Friday, January 22, 2010

Benchmark

Despite the many times I’ve checked the calendar this week, it dawned on me tonight that this week marks two years since the demise of my marriage. Am I reminiscing? Missing the ex? Oh but Hell no!

What I am doing is evaluating where I am today versus then. I still want to change some things. I still have a very low tolerance for bullshit and people who can’t screw up the courage to fix their own issues. I still need to meditate more and practice self-control and patience. But overall, I am truly happier now than I have ever been in my entire life.

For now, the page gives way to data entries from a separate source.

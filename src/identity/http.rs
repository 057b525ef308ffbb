// SPDX-License-Identifier: AGPL-3.0-or-later
//
// Copyright (C) 2026 Relational Network

//! Identity lookups against an external user service.
//!
//! `GET {base}/users/{username}` returns `{ "username", "publicKey" }` or 404.
//! A user without a `publicKey` is treated as not found.

use std::time::Duration;

use alloy::primitives::Address;
use async_trait::async_trait;
use reqwest::{Client, StatusCode};
use serde::Deserialize;
use url::Url;

use super::{IdentityRecord, IdentityStore, IdentityStoreError};

#[derive(Debug, Clone)]
pub struct HttpIdentityStore {
    base_url: Url,
    http: Client,
}

/// User-lookup response body.
#[derive(Debug, Deserialize)]
#[serde(rename_all = "camelCase")]
struct LookupResponse {
    #[serde(default)]
    username: Option<String>,
    #[serde(default)]
    public_key: Option<Address>,
}

impl HttpIdentityStore {
    pub fn new(base_url: impl Into<String>) -> Result<Self, IdentityStoreError> {
        let raw = base_url.into();
        let base_url = Url::parse(&raw)
            .map_err(|e| IdentityStoreError::Backend(format!("invalid identity API URL `{raw}`: {e}")))?;
        if base_url.cannot_be_a_base() {
            return Err(IdentityStoreError::Backend(format!(
                "identity API URL `{raw}` cannot carry a path"
            )));
        }

        let http = Client::builder()
            .timeout(Duration::from_secs(10))
            .build()
            .map_err(|e| IdentityStoreError::Backend(format!("failed to build HTTP client: {e}")))?;

        Ok(Self { base_url, http })
    }

    /// `{base}/users/{username}` with the username as one percent-encoded segment.
    fn lookup_url(&self, username: &str) -> Result<Url, IdentityStoreError> {
        let mut url = self.base_url.clone();
        url.path_segments_mut()
            .map_err(|_| IdentityStoreError::Backend("identity API URL cannot carry a path".into()))?
            .pop_if_empty()
            .push("users")
            .push(username);
        Ok(url)
    }
}

#[async_trait]
impl IdentityStore for HttpIdentityStore {
    async fn find_by_username(
        &self,
        username: &str,
    ) -> Result<Option<IdentityRecord>, IdentityStoreError> {
        // `push` silently drops dot segments, which would turn this into a
        // lookup of `/users` itself.
        if username.is_empty() || username == "." || username == ".." {
            return Ok(None);
        }

        let url = self.lookup_url(username)?;
        let response = self
            .http
            .get(url)
            .send()
            .await
            .map_err(|e| IdentityStoreError::Backend(e.to_string()))?;

        match response.status() {
            StatusCode::NOT_FOUND => Ok(None),
            status if status.is_success() => {
                let body = response.json::<LookupResponse>().await.map_err(|e| {
                    IdentityStoreError::Backend(format!("invalid lookup response: {e}"))
                })?;
                Ok(body.public_key.map(|public_key| IdentityRecord {
                    username: body.username.unwrap_or_else(|| username.to_string()),
                    public_key,
                }))
            }
            status => Err(IdentityStoreError::Backend(format!(
                "lookup for `{username}` returned {status}"
            ))),
        }
    }

    fn backend(&self) -> &'static str {
        "http"
    }
}

#[cfg(test)]
mod tests {
    use super::*;
    use alloy::primitives::address;
    use wiremock::{
        matchers::{method, path, path_regex},
        Mock, MockServer, ResponseTemplate,
    };

    #[tokio::test]
    async fn found_user_is_decoded() {
        let server = MockServer::start().await;
        Mock::given(method("GET"))
            .and(path("/users/alice"))
            .respond_with(ResponseTemplate::new(200).set_body_json(serde_json::json!({
                "username": "alice",
                "publicKey": "0x1111111111111111111111111111111111111111"
            })))
            .mount(&server)
            .await;

        let store = HttpIdentityStore::new(format!("{}/", server.uri())).unwrap();
        let record = store.find_by_username("alice").await.unwrap().unwrap();
        assert_eq!(
            record.public_key,
            address!("1111111111111111111111111111111111111111")
        );
    }

    #[tokio::test]
    async fn missing_user_is_none() {
        let server = MockServer::start().await;
        Mock::given(method("GET"))
            .and(path("/users/nobody"))
            .respond_with(ResponseTemplate::new(404))
            .mount(&server)
            .await;

        let store = HttpIdentityStore::new(server.uri()).unwrap();
        assert!(store.find_by_username("nobody").await.unwrap().is_none());
    }

    #[tokio::test]
    async fn user_without_public_key_is_none() {
        let server = MockServer::start().await;
        Mock::given(method("GET"))
            .and(path("/users/alice"))
            .respond_with(ResponseTemplate::new(200).set_body_json(serde_json::json!({
                "username": "alice",
                "publicKey": null
            })))
            .mount(&server)
            .await;
        Mock::given(method("GET"))
            .and(path("/users/bob"))
            .respond_with(
                ResponseTemplate::new(200).set_body_json(serde_json::json!({ "username": "bob" })),
            )
            .mount(&server)
            .await;

        let store = HttpIdentityStore::new(server.uri()).unwrap();
        assert!(store.find_by_username("alice").await.unwrap().is_none());
        assert!(store.find_by_username("bob").await.unwrap().is_none());
    }

    #[tokio::test]
    async fn username_cannot_escape_users_path() {
        let server = MockServer::start().await;
        Mock::given(method("GET"))
            .and(path("/admin"))
            .respond_with(ResponseTemplate::new(200).set_body_json(serde_json::json!({
                "username": "admin",
                "publicKey": "0x9999999999999999999999999999999999999999"
            })))
            .mount(&server)
            .await;
        Mock::given(method("GET"))
            .and(path_regex(r"^/api/users/[^/]+$"))
            .respond_with(ResponseTemplate::new(404))
            .mount(&server)
            .await;

        let store = HttpIdentityStore::new(format!("{}/api", server.uri())).unwrap();
        assert!(store.find_by_username("a/../../../admin").await.unwrap().is_none());
        assert!(store.find_by_username("..").await.unwrap().is_none());

        let requests = server.received_requests().await.unwrap();
        assert_eq!(requests.len(), 1);
        assert!(requests[0].url.path().starts_with("/api/users/"));
    }

    #[test]
    fn lookup_url_keeps_base_path_and_encodes_username() {
        let store = HttpIdentityStore::new("https://users.example/v2/").unwrap();
        assert_eq!(
            store.lookup_url("a/b?c#d").unwrap().as_str(),
            "https://users.example/v2/users/a%2Fb%3Fc%23d"
        );
    }

    #[test]
    fn invalid_base_url_is_rejected() {
        assert!(HttpIdentityStore::new("not a url").is_err());
    }

    #[tokio::test]
    async fn server_error_is_backend_error() {
        let server = MockServer::start().await;
        Mock::given(method("GET"))
            .respond_with(ResponseTemplate::new(503))
            .mount(&server)
            .await;

        let store = HttpIdentityStore::new(server.uri()).unwrap();
        assert!(matches!(
            store.find_by_username("alice").await,
            Err(IdentityStoreError::Backend(_))
        ));
    }

    #[tokio::test]
    async fn registration_is_read_only() {
        let store = HttpIdentityStore::new("http://localhost:1").unwrap();
        let err = store
            .register(IdentityRecord {
                username: "alice".into(),
                public_key: address!("1111111111111111111111111111111111111111"),
            })
            .await
            .unwrap_err();
        assert!(matches!(err, IdentityStoreError::ReadOnly));
    }
}
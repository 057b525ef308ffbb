// SPDX-License-Identifier: AGPL-3.0-or-later
//
// Copyright (C) 2026 Relational Network

//! CCIP-Read gateway endpoint.

use alloy::primitives::Bytes;
use axum::{extract::State, Json};

use super::ApiJson;
use crate::{
    ccip::{ResolveError, ResolveRequest},
    error::{ApiError, ErrorBody},
    models::{CcipRequest, CcipResponse},
    state::AppState,
};

/// Decode a hex request field; blank counts as missing.
fn hex_param(name: &'static str, value: &str) -> Result<Bytes, ResolveError> {
    let value = value.trim();
    if value.is_empty() || value == "0x" {
        return Err(ResolveError::MissingParameter(name));
    }
    alloy::hex::decode(value)
        .map(Bytes::from)
        .map_err(|e| ResolveError::InvalidParameter(format!("{name}: {e}")))
}

/// Resolve a name for the on-chain resolver and sign the answer.
#[utoipa::path(
    post,
    path = "/v1/ccip",
    request_body = CcipRequest,
    tag = "CCIP",
    responses(
        (status = 200, description = "Signed resolution", body = CcipResponse),
        (status = 400, description = "Missing or malformed parameters", body = ErrorBody),
        (status = 403, description = "Sender is not an allowed resolver", body = ErrorBody),
        (status = 404, description = "Username not registered", body = ErrorBody),
        (status = 500, description = "Lookup or signing failed", body = ErrorBody)
    )
)]
pub async fn resolve(
    State(state): State<AppState>,
    ApiJson(request): ApiJson<CcipRequest>,
) -> Result<Json<CcipResponse>, ApiError> {
    let request = ResolveRequest {
        dns_name: hex_param("name", &request.name)?,
        call_data: hex_param("data", &request.data)?,
        sender: hex_param("sender", &request.sender)?,
    };

    let signed = state.resolver.resolve(&request).await?;
    Ok(Json(signed.into()))
}
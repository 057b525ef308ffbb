// SPDX-License-Identifier: AGPL-3.0-or-later
//
// Copyright (C) 2026 Relational Network

//! DNS wire-format name codec.
//!
//! Names inside ENSIP-10 `resolve(bytes,bytes)` calls are DNS-encoded: each
//! label is prefixed by its length byte and the sequence is terminated by a
//! zero-length label.
//!
//! ```text
//! "alice.telepay.cc" -> 05 'alice' 07 'telepay' 02 'cc' 00
//! ```

/// Maximum length of a single DNS label.
pub const MAX_LABEL_LEN: usize = 63;

/// Errors produced while encoding or decoding DNS wire names.
#[derive(Debug, Clone, PartialEq, Eq, thiserror::Error)]
pub enum DnsNameError {
    #[error("label at offset {offset} declares {declared} bytes but only {available} remain")]
    Truncated {
        offset: usize,
        declared: usize,
        available: usize,
    },

    #[error("label at offset {offset} is not valid UTF-8")]
    InvalidUtf8 { offset: usize },

    #[error("empty label in name")]
    EmptyLabel,

    #[error("label `{0}` exceeds {MAX_LABEL_LEN} bytes")]
    LabelTooLong(String),
}

/// Decode a DNS wire-format name into its dotted form.
///
/// Stops at the first zero-length label or at the end of the buffer,
/// whichever comes first.
pub fn decode(data: &[u8]) -> Result<String, DnsNameError> {
    let mut labels = Vec::new();
    let mut offset = 0;

    while offset < data.len() {
        let len = data[offset] as usize;
        if len == 0 {
            break;
        }

        let start = offset + 1;
        let available = data.len() - start;
        if len > available {
            return Err(DnsNameError::Truncated {
                offset,
                declared: len,
                available,
            });
        }

        let label = std::str::from_utf8(&data[start..start + len])
            .map_err(|_| DnsNameError::InvalidUtf8 { offset })?;
        labels.push(label);
        offset = start + len;
    }

    Ok(labels.join("."))
}

/// Encode a dotted name into DNS wire format.
///
/// The empty string encodes to the root name (a single zero byte).
pub fn encode(name: &str) -> Result<Vec<u8>, DnsNameError> {
    let mut out = Vec::with_capacity(name.len() + 2);

    if !name.is_empty() {
        for label in name.split('.') {
            if label.is_empty() {
                return Err(DnsNameError::EmptyLabel);
            }
            if label.len() > MAX_LABEL_LEN {
                return Err(DnsNameError::LabelTooLong(label.to_string()));
            }
            out.push(label.len() as u8);
            out.extend_from_slice(label.as_bytes());
        }
    }

    out.push(0);
    Ok(out)
}
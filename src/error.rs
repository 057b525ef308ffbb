// SPDX-License-Identifier: AGPL-3.0-or-later
//
// Copyright (C) 2026 Relational Network

use axum::{
    extract::rejection::JsonRejection,
    http::StatusCode,
    response::{IntoResponse, Response},
    Json,
};
use serde::Serialize;
use utoipa::ToSchema;

use crate::{
    ccip::ResolveError,
    identity::IdentityStoreError,
    models::LegOutcome,
    relay::{RelayError, TransferError},
};

#[derive(Debug)]
pub struct ApiError {
    pub status: StatusCode,
    pub message: String,
    pub details: Option<String>,
    pub kind: Option<&'static str>,
    pub outcomes: Option<Vec<LegOutcome>>,
}

/// Error body returned by every endpoint.
#[derive(Debug, Serialize, ToSchema)]
pub struct ErrorBody {
    /// Stable, human-readable error summary.
    pub error: String,
    #[serde(skip_serializing_if = "Option::is_none")]
    pub details: Option<String>,
    /// Machine-readable error code.
    #[serde(rename = "type", skip_serializing_if = "Option::is_none")]
    pub kind: Option<String>,
    /// Per-message results gathered before the failure (deposit only).
    #[serde(skip_serializing_if = "Option::is_none")]
    pub outcomes: Option<Vec<LegOutcome>>,
}

impl ApiError {
    pub fn new(status: StatusCode, message: impl Into<String>) -> Self {
        Self {
            status,
            message: message.into(),
            details: None,
            kind: None,
            outcomes: None,
        }
    }

    pub fn not_found(message: impl Into<String>) -> Self {
        Self::new(StatusCode::NOT_FOUND, message)
    }

    pub fn bad_request(message: impl Into<String>) -> Self {
        Self::new(StatusCode::BAD_REQUEST, message)
    }

    pub fn service_unavailable(message: impl Into<String>) -> Self {
        Self::new(StatusCode::SERVICE_UNAVAILABLE, message)
    }

    pub fn with_details(mut self, details: impl Into<String>) -> Self {
        self.details = Some(details.into());
        self
    }

    pub fn with_kind(mut self, kind: &'static str) -> Self {
        self.kind = Some(kind);
        self
    }

    pub fn with_outcomes(mut self, outcomes: Vec<LegOutcome>) -> Self {
        self.outcomes = Some(outcomes);
        self
    }

    /// Attach `err` as details; the `dev` feature adds its debug rendering.
    fn describe<E: std::fmt::Display + std::fmt::Debug>(self, err: &E) -> Self {
        #[cfg(feature = "dev")]
        let details = format!("{err} ({err:?})");
        #[cfg(not(feature = "dev"))]
        let details = err.to_string();
        self.with_details(details)
    }
}

impl From<JsonRejection> for ApiError {
    fn from(rejection: JsonRejection) -> Self {
        ApiError::new(rejection.status(), "Invalid request body")
            .with_kind("INVALID_BODY")
            .with_details(rejection.body_text())
    }
}

impl IntoResponse for ApiError {
    fn into_response(self) -> Response {
        let body = Json(ErrorBody {
            error: self.message,
            details: self.details,
            kind: self.kind.map(str::to_string),
            outcomes: self.outcomes,
        });
        (self.status, body).into_response()
    }
}

impl From<ResolveError> for ApiError {
    fn from(err: ResolveError) -> Self {
        let (status, message) = match &err {
            ResolveError::MissingParameter(_) => {
                (StatusCode::BAD_REQUEST, "Missing required parameters")
            }
            ResolveError::InvalidParameter(_) => (StatusCode::BAD_REQUEST, "Invalid parameter"),
            ResolveError::SenderNotAllowed(_) => (StatusCode::FORBIDDEN, "Sender not allowed"),
            ResolveError::MalformedName(_)
            | ResolveError::UnrecognizedPrefix(_)
            | ResolveError::MalformedCall(_) => (StatusCode::BAD_REQUEST, "Malformed resolver call"),
            ResolveError::UnsupportedSelector(_) => {
                (StatusCode::BAD_REQUEST, "Unsupported function selector")
            }
            ResolveError::IdentityNotFound(_) => {
                (StatusCode::NOT_FOUND, "No public key found for username")
            }
            ResolveError::IdentityLookup(_) | ResolveError::SigningFailure(_) => {
                (StatusCode::INTERNAL_SERVER_ERROR, "CCIP processing failed")
            }
        };
        ApiError::new(status, message)
            .with_kind(err.kind())
            .describe(&err)
    }
}

impl From<RelayError> for ApiError {
    fn from(err: RelayError) -> Self {
        let (status, message) = match &err {
            RelayError::MissingParameter(_) => {
                (StatusCode::BAD_REQUEST, "Missing depositTxHash or chain")
            }
            RelayError::InvalidParameter(_) => (StatusCode::BAD_REQUEST, "Invalid parameter"),
            RelayError::UnsupportedChain(_) => (StatusCode::BAD_REQUEST, "Unsupported chain"),
            _ => (StatusCode::INTERNAL_SERVER_ERROR, "Deposit processing failed"),
        };
        ApiError::new(status, message)
            .with_kind(err.kind())
            .describe(&err)
    }
}

impl From<TransferError> for ApiError {
    fn from(err: TransferError) -> Self {
        let (status, message) = match &err {
            TransferError::MissingParameter(_) => {
                (StatusCode::BAD_REQUEST, "Missing required parameters")
            }
            TransferError::InvalidParameter { .. } => (StatusCode::BAD_REQUEST, "Invalid parameter"),
            TransferError::Chain(_) => (StatusCode::INTERNAL_SERVER_ERROR, "Transfer failed"),
        };
        ApiError::new(status, message)
            .with_kind(err.kind())
            .describe(&err)
    }
}

impl From<IdentityStoreError> for ApiError {
    fn from(err: IdentityStoreError) -> Self {
        let (status, message, kind) = match &err {
            IdentityStoreError::AlreadyExists(_) => (
                StatusCode::CONFLICT,
                "Public key already exists for this username",
                "IDENTITY_EXISTS",
            ),
            IdentityStoreError::ReadOnly => (
                StatusCode::NOT_IMPLEMENTED,
                "Identity backend is read-only",
                "READ_ONLY",
            ),
            IdentityStoreError::Backend(_) => (
                StatusCode::BAD_GATEWAY,
                "Identity backend unavailable",
                "IDENTITY_LOOKUP_FAILED",
            ),
        };
        ApiError::new(status, message).with_kind(kind).describe(&err)
    }
}
// SPDX-License-Identifier: AGPL-3.0-or-later
//
// Copyright (C) 2026 Relational Network

//! Bridge message extraction from source-chain receipts.

use alloy::{
    primitives::{keccak256, Bytes, B256},
    sol_types::SolEvent,
};
use async_trait::async_trait;

use crate::blockchain::{transmitter::IMessageTransmitter::MessageSent, ChainError, NetworkConfig};

/// A log entry from a transaction receipt, reduced to what the relay reads.
#[derive(Debug, Clone, PartialEq, Eq)]
pub struct ReceiptLog {
    pub topics: Vec<B256>,
    pub data: Bytes,
}

/// Where source-chain receipts come from.
#[async_trait]
pub trait ReceiptSource: Send + Sync {
    /// Logs of `tx_hash` on `network`; `None` when no receipt exists.
    async fn receipt_logs(
        &self,
        network: &NetworkConfig,
        tx_hash: B256,
    ) -> Result<Option<Vec<ReceiptLog>>, ChainError>;
}

/// One cross-chain message emitted by the deposit transaction.
#[derive(Debug, Clone, PartialEq, Eq)]
pub struct BridgeMessage {
    /// Position among the transaction's `MessageSent` logs.
    pub ordinal: usize,
    pub raw_bytes: Bytes,
    /// `keccak256(raw_bytes)`, the key the attestation service uses.
    pub message_hash: B256,
}

#[derive(Debug, thiserror::Error, PartialEq, Eq)]
#[error("MessageSent log #{ordinal} has undecodable data: {reason}")]
pub struct MalformedEvent {
    pub ordinal: usize,
    pub reason: String,
}

/// Every `MessageSent` message in `logs`, in log order.
pub fn extract_messages(logs: &[ReceiptLog]) -> Result<Vec<BridgeMessage>, MalformedEvent> {
    logs.iter()
        .filter(|log| log.topics.first() == Some(&MessageSent::SIGNATURE_HASH))
        .enumerate()
        .map(|(ordinal, log)| {
            let event = MessageSent::abi_decode_data(&log.data).map_err(|e| MalformedEvent {
                ordinal,
                reason: e.to_string(),
            })?;
            let raw_bytes = event.0;
            Ok(BridgeMessage {
                ordinal,
                message_hash: keccak256(&raw_bytes),
                raw_bytes,
            })
        })
        .collect()
}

I’m making progress. One big difference from two years ago is that I recognize the changes as they happen. It’s pretty cool. I’m expanding my tastes in music and food. While I still don’t like eating alone, it doesn’t depress me like it used to. Instead of waging war on my body, we have a truce and agree to compromise. I’m no longer afraid of what other people think. I’m not nervous about being seen naked anymore. Good thing since I have a new lover. I have perseverance, drive, goals. I can defend myself, question myself, supply all the things I need myself.

I’m still learning to live out loud, but I gain ground everyday. I’ve accomplished things I once thought impossible. Now my focus is on finding the things I want: my new lover, my next royalty check, the next set of stories I want to write, rekindling my love for my day job . It will be interesting to see where I am two years from now….

[Via http://beccabutcher.wordpress.com]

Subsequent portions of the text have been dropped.